Opponents of Venezuela’s government blame it for turning one of the region’s most prosperous countries into an economic basket case with a shrinking economy, soaring inflation and widespread shortages. The government blames the crisis on an economic war waged by its opponents and outside backers. The petroleum-rich nation has been hit hard by falling world oil prices.

Clashes between protesters and police have left at least 93 people dead, 1,500 wounded and more than 500 behind bars.

Meanwhile Venezuelan migrants, many of whom fled economic crisis and rampant crime in their homeland, voted in droves in hundreds of cities around the world on Sunday in an unofficial plebiscite that aims to challenge leftist President Maduro.

With improvised polling stations in more than 80 countries, the Venezuelan diaspora was seeking to delegitimize Maduro’s plans to rewrite the constitution after three months of anti-government protests that have led to nearly 100 deaths.

Lines snaked around blocks at some polling stations in expatriate hubs like Miami, Madrid and Bogota, where Venezuelans draped themselves in flags and shouted, “We want freedom!”

“With this vote we want to say to Maduro that Venezuela can’t wait. We want elections now. The people want him out,” said Audrey Lopez, 49, who was among volunteers staffing a polling station in the Spanish capital.

“I haven’t been back to Venezuela in four years. What I save on the journey I send to my family in food, medicine or hygiene products because they are either very expensive or non-existent there,” she added.

Mitzy Capriles, wife of former Caracas Mayor Antonio Ledezma, who is currently in prison on charges of conspiracy, also voted in Madrid, while the father of prominent opposition leader Leopoldo Lopez cast his ballot in Rome.

“Today we are gathering peacefully to send a clear message that (the Venezuelan government) needs to listen … and to open its eyes and see what is happening and what the people of Venezuela want,” the elder Leopoldo Lopez told reporters.

In Latin America, where ranks of Venezuelan migrants have been swelling, voters participated from Quito to Rio de Janeiro.

Official data on Venezuelans who have left are difficult to come by. Sociologist Tomas Paez estimates some 2 million have emigrated since Chavez took office in 1999 and that the pace has picked up under Maduro, though government supporters dispute those figures as overblown. Caracas-based Paez has published papers and books on migration.

Nicknamed “Saudi Venezuela” in the booming 1970s and once a magnet for European migrants, the OPEC nation is now brimming with goodbye parties and lines for passports or visas outside embassies in Caracas.

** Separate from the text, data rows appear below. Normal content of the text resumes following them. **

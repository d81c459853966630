//! Mock file storage.
//!
//! The resolver reads mock files through [`MockStore`] so tests can swap
//! the filesystem for something that fails on demand.

use crate::error::ResolveError;
use async_trait::async_trait;
use std::io::ErrorKind;
use std::path::{Component, Path, PathBuf};

/// Read access to mock files, addressed relative to a root directory.
#[async_trait]
pub trait MockStore: Send + Sync {
    /// Directory mock file names are resolved against.
    fn root(&self) -> &Path;

    /// Read a file. `Ok(None)` when it does not exist.
    async fn read(&self, relative: &str) -> Result<Option<Vec<u8>>, ResolveError>;

    /// Whether a regular file exists.
    async fn exists(&self, relative: &str) -> Result<bool, ResolveError>;
}

/// [`MockStore`] over a directory on disk.
#[derive(Debug, Clone)]
pub struct FsMockStore {
    root: PathBuf,
}

impl FsMockStore {
    pub fn new(root: impl Into<PathBuf>) -> Self {
        Self { root: root.into() }
    }

    /// Join a relative name onto the root. Names escaping the root with
    /// `..` resolve to `None`.
    fn resolve(&self, relative: &str) -> Option<PathBuf> {
        let relative = Path::new(relative.trim_start_matches('/'));
        if relative
            .components()
            .any(|c| matches!(c, Component::ParentDir | Component::Prefix(_)))
        {
            return None;
        }
        Some(self.root.join(relative))
    }
}

#[async_trait]
impl MockStore for FsMockStore {
    fn root(&self) -> &Path {
        &self.root
    }

    async fn read(&self, relative: &str) -> Result<Option<Vec<u8>>, ResolveError> {
        let Some(path) = self.resolve(relative) else {
            return Ok(None);
        };
        match tokio::fs::read(&path).await {
            Ok(bytes) => Ok(Some(bytes)),
            Err(e) if e.kind() == ErrorKind::NotFound => Ok(None),
            Err(source) => Err(ResolveError::Io { path, source }),
        }
    }

    async fn exists(&self, relative: &str) -> Result<bool, ResolveError> {
        let Some(path) = self.resolve(relative) else {
            return Ok(false);
        };
        match tokio::fs::metadata(&path).await {
            Ok(meta) => Ok(meta.is_file()),
            Err(e) if e.kind() == ErrorKind::NotFound => Ok(false),
            Err(source) => Err(ResolveError::Io { path, source }),
        }
    }
}

#[cfg(test)]
mod tests {
    use super::*;

    #[tokio::test]
    async fn test_read_and_exists() {
        let dir = tempfile::tempdir().unwrap();
        std::fs::create_dir(dir.path().join("nested")).unwrap();
        std::fs::write(dir.path().join("nested/ace.json"), b"{\"ace\":1}").unwrap();
        let store = FsMockStore::new(dir.path());

        assert!(store.exists("nested/ace.json").await.unwrap());
        assert!(store.exists("/nested/ace.json").await.unwrap());
        assert!(!store.exists("nested/king.json").await.unwrap());
        assert!(!store.exists("nested").await.unwrap());

        let bytes = store.read("nested/ace.json").await.unwrap();
        assert_eq!(bytes.as_deref(), Some(&b"{\"ace\":1}"[..]));
        assert_eq!(store.read("missing.json").await.unwrap(), None);
    }

    #[tokio::test]
    async fn test_parent_dir_is_rejected() {
        let dir = tempfile::tempdir().unwrap();
        let store = FsMockStore::new(dir.path().join("mocks"));
        std::fs::create_dir(store.root()).unwrap();
        std::fs::write(dir.path().join("secret.txt"), b"secret").unwrap();

        assert_eq!(store.read("../secret.txt").await.unwrap(), None);
        assert!(!store.exists("../secret.txt").await.unwrap());
    }

    #[tokio::test]
    async fn test_reading_a_directory_is_an_error() {
        let dir = tempfile::tempdir().unwrap();
        std::fs::create_dir(dir.path().join("nested")).unwrap();
        let store = FsMockStore::new(dir.path());

        assert!(matches!(
            store.read("nested").await,
            Err(ResolveError::Io { .. })
        ));
    }
}
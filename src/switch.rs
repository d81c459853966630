//! Switch rules.
//!
//! A switch extracts values from the live request (parameter lookup,
//! a regular expression over the raw body, or a JSONPath query over the
//! JSON body) and uses them to pick a response variant. The same rules
//! power `templateSwitch`, where the extracted values are substituted
//! into the response body instead.

use crate::config::{RawSwitchRule, SwitchSpec};
use crate::jsonpath;
use crate::request::{value_to_param, MockRequest};
use crate::routes::RouteDefinition;
use regex::Regex;
use serde::Serialize;
use tracing::{debug, warn};

/// How a switch value is extracted.
#[derive(Debug, Clone, Copy, PartialEq, Eq, Serialize)]
#[serde(rename_all = "lowercase")]
pub enum SwitchKind {
    /// Request parameter lookup
    Default,
    /// First capture group of a `/regex/` over the body text
    Regexp,
    /// First match of a JSONPath query over the JSON body
    JsonPath,
}

impl SwitchKind {
    /// Infer the kind from the syntax of a bare switch string.
    pub fn infer(switch: &str) -> Self {
        if switch.len() > 2 && switch.starts_with('/') && switch.ends_with('/') {
            SwitchKind::Regexp
        } else if switch.starts_with('$') {
            SwitchKind::JsonPath
        } else {
            SwitchKind::Default
        }
    }

    fn parse(name: &str) -> Option<Self> {
        match name.to_ascii_lowercase().as_str() {
            "default" => Some(SwitchKind::Default),
            "regexp" => Some(SwitchKind::Regexp),
            "jsonpath" => Some(SwitchKind::JsonPath),
            _ => None,
        }
    }
}

/// A normalized switch rule.
#[derive(Debug, Clone, PartialEq, Serialize)]
pub struct SwitchRule {
    /// Name used in the discriminator and as the template token
    pub key: String,
    /// Parameter name, `/regex/` or JSONPath expression
    pub switch: String,
    #[serde(rename = "type")]
    pub kind: SwitchKind,
    /// Written as a bare string; always tries a parameter lookup first
    #[serde(skip)]
    pub bare: bool,
    /// Resolved value, only set on per-request copies
    #[serde(skip)]
    pub value: Option<String>,
}

impl SwitchRule {
    /// Normalize one rule as written in the configuration.
    pub fn from_raw(raw: &RawSwitchRule) -> Result<Self, &'static str> {
        match raw {
            RawSwitchRule::Bare(switch) => {
                if switch.is_empty() {
                    return Err("empty switch");
                }
                Ok(Self {
                    key: switch.clone(),
                    switch: switch.clone(),
                    kind: SwitchKind::infer(switch),
                    bare: true,
                    value: None,
                })
            }
            RawSwitchRule::Explicit(rule) => {
                let switch = rule
                    .switch
                    .clone()
                    .filter(|s| !s.is_empty())
                    .ok_or("missing switch")?;
                let kind = match rule.kind.as_deref() {
                    Some(name) => SwitchKind::parse(name).ok_or("unknown switch type")?,
                    None => SwitchKind::infer(&switch),
                };
                let key = rule
                    .key
                    .clone()
                    .filter(|k| !k.is_empty())
                    .unwrap_or_else(|| switch.clone());
                Ok(Self {
                    key,
                    switch,
                    kind,
                    bare: false,
                    value: None,
                })
            }
        }
    }

    /// Normalize a `switch` or `templateSwitch` field. Malformed rules are
    /// logged and dropped.
    pub fn normalize(field: &SwitchSpec, service_url: &str) -> Vec<Self> {
        field.rules()
            .iter()
            .filter_map(|raw| match Self::from_raw(raw) {
                Ok(rule) => Some(rule),
                Err(reason) => {
                    warn!(service_url, rule = ?raw, "Skipping switch rule: {}", reason);
                    None
                }
            })
            .collect()
    }

    /// The pattern between the first and last `/` of a regexp switch.
    pub fn regex_pattern(&self) -> Option<&str> {
        let start = self.switch.find('/')?;
        let end = self.switch.rfind('/')?;
        if end > start + 1 {
            Some(&self.switch[start + 1..end])
        } else {
            None
        }
    }

    /// Extract this rule's value from a request.
    ///
    /// The value is percent-encoded so it can be used in a file name.
    pub fn evaluate(&self, req: &MockRequest) -> Option<String> {
        let looked_up = if self.bare || self.kind == SwitchKind::Default {
            req.param(&self.switch)
        } else {
            None
        };

        let value = looked_up.or_else(|| match self.kind {
            SwitchKind::Regexp => self.capture(req),
            SwitchKind::JsonPath => self.query(req),
            SwitchKind::Default => None,
        })?;

        if value.is_empty() {
            None
        } else {
            Some(encode_component(&value))
        }
    }

    fn capture(&self, req: &MockRequest) -> Option<String> {
        let pattern = self.regex_pattern()?;
        let re = match Regex::new(pattern) {
            Ok(re) => re,
            Err(e) => {
                warn!(pattern, "Invalid switch regexp: {}", e);
                return None;
            }
        };
        let text = req.body.to_text();
        let captures = re.captures(&text)?;
        captures.get(1).map(|m| m.as_str().to_string())
    }

    fn query(&self, req: &MockRequest) -> Option<String> {
        let document = req.body.as_json()?;
        let found = jsonpath::first_match(&document, &self.switch)?;
        value_to_param(&found)
    }
}

/// Percent-encode a value, leaving `!'()*` as they are so switched file
/// names match the ones browsers and JavaScript tooling produce.
fn encode_component(value: &str) -> String {
    let encoded = urlencoding::encode(value);
    if !encoded.contains('%') {
        return encoded.into_owned();
    }
    encoded
        .replace("%21", "!")
        .replace("%27", "'")
        .replace("%28", "(")
        .replace("%29", ")")
        .replace("%2A", "*")
}

/// Concatenate `key + value` for every rule that resolves, in order.
///
/// Empty when no rule resolves.
pub fn discriminator(rules: &[SwitchRule], req: &MockRequest) -> String {
    rules
        .iter()
        .filter_map(|rule| rule.evaluate(req).map(|value| format!("{}{}", rule.key, value)))
        .collect()
}

/// What [`apply_switch`] did to a route.
#[derive(Debug, Clone, PartialEq)]
pub enum SwitchOutcome {
    /// No rule resolved a value
    NoMatch,
    /// A `switchResponses` entry defining its own mock file was merged
    Pinned,
    /// A value resolved but there was no mock file to rename
    Matched,
    /// The mock file was renamed after the discriminator, after merging
    /// any `switchResponses` entry without a mock file of its own
    Rewritten {
        /// The mock file before renaming
        base: String,
    },
}

/// Resolve a route's `switch` against a request, updating `route` in place.
pub fn apply_switch(route: &mut RouteDefinition, req: &MockRequest) -> SwitchOutcome {
    let discriminator = discriminator(&route.switch, req);
    if discriminator.is_empty() {
        debug!(service_url = %route.service_url, "No switch value found");
        return SwitchOutcome::NoMatch;
    }

    if let Some(fields) = route.switch_responses.get(&discriminator).cloned() {
        debug!(service_url = %route.service_url, %discriminator, "Using switchResponses entry");
        route.apply(&fields);
        if fields.mock_file.is_some() {
            return SwitchOutcome::Pinned;
        }
    }

    match route.mock_file.take() {
        Some(base) => {
            route.mock_file = Some(rewrite_mock_file(&base, &discriminator));
            SwitchOutcome::Rewritten { base }
        }
        None => SwitchOutcome::Matched,
    }
}

/// `dir/name` becomes `dir/<discriminator>.name`.
pub fn rewrite_mock_file(mock_file: &str, discriminator: &str) -> String {
    match mock_file.rsplit_once('/') {
        Some((dir, name)) => format!("{}/{}.{}", dir, discriminator, name),
        None => format!("{}.{}", discriminator, mock_file),
    }
}

/// Resolve `templateSwitch` values for one request.
pub fn resolve_template_switch(rules: &mut [SwitchRule], req: &MockRequest) {
    for rule in rules.iter_mut() {
        rule.value = rule.evaluate(req);
        if rule.value.is_none() {
            warn!(key = %rule.key, switch = %rule.switch, "templateSwitch value not found");
        }
    }
}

Officials often ridicule Venezuelans abroad as histrionic elitists made in the same mold as the traditionally right-wing Cuban exiles in Florida.

While the early diaspora was mostly a middle-class phenomenon, recent migrants are often less economically stable due to a collapse in the local bolivar currency.

Expatriates have mobilized en masse in past presidential elections, even traveling by bus from Miami to New Orleans to cast ballots against the ruling movement known as “Chavismo,” named after the charismatic former leader who died in 2013.

But they have faced bitter setbacks time after time.

“Ever since we left Venezuela in 2002, I knew the country would get worse with this regime, and time has proven us right, but I’m upbeat about change coming to Venezuela,” said engineer Juan Sansiviero, 41 a former employee of state oil company PDVSA, voting in Katy, Texas.

The government will hold an official vote on July 30 for a new assembly, which would be able to rewrite the constitution and dissolve state institutions.

The two elections this month are a show of force from each side. Both the government and opposition are effectively boycotting the other, hoping to legitimize themselves in the polarized environment.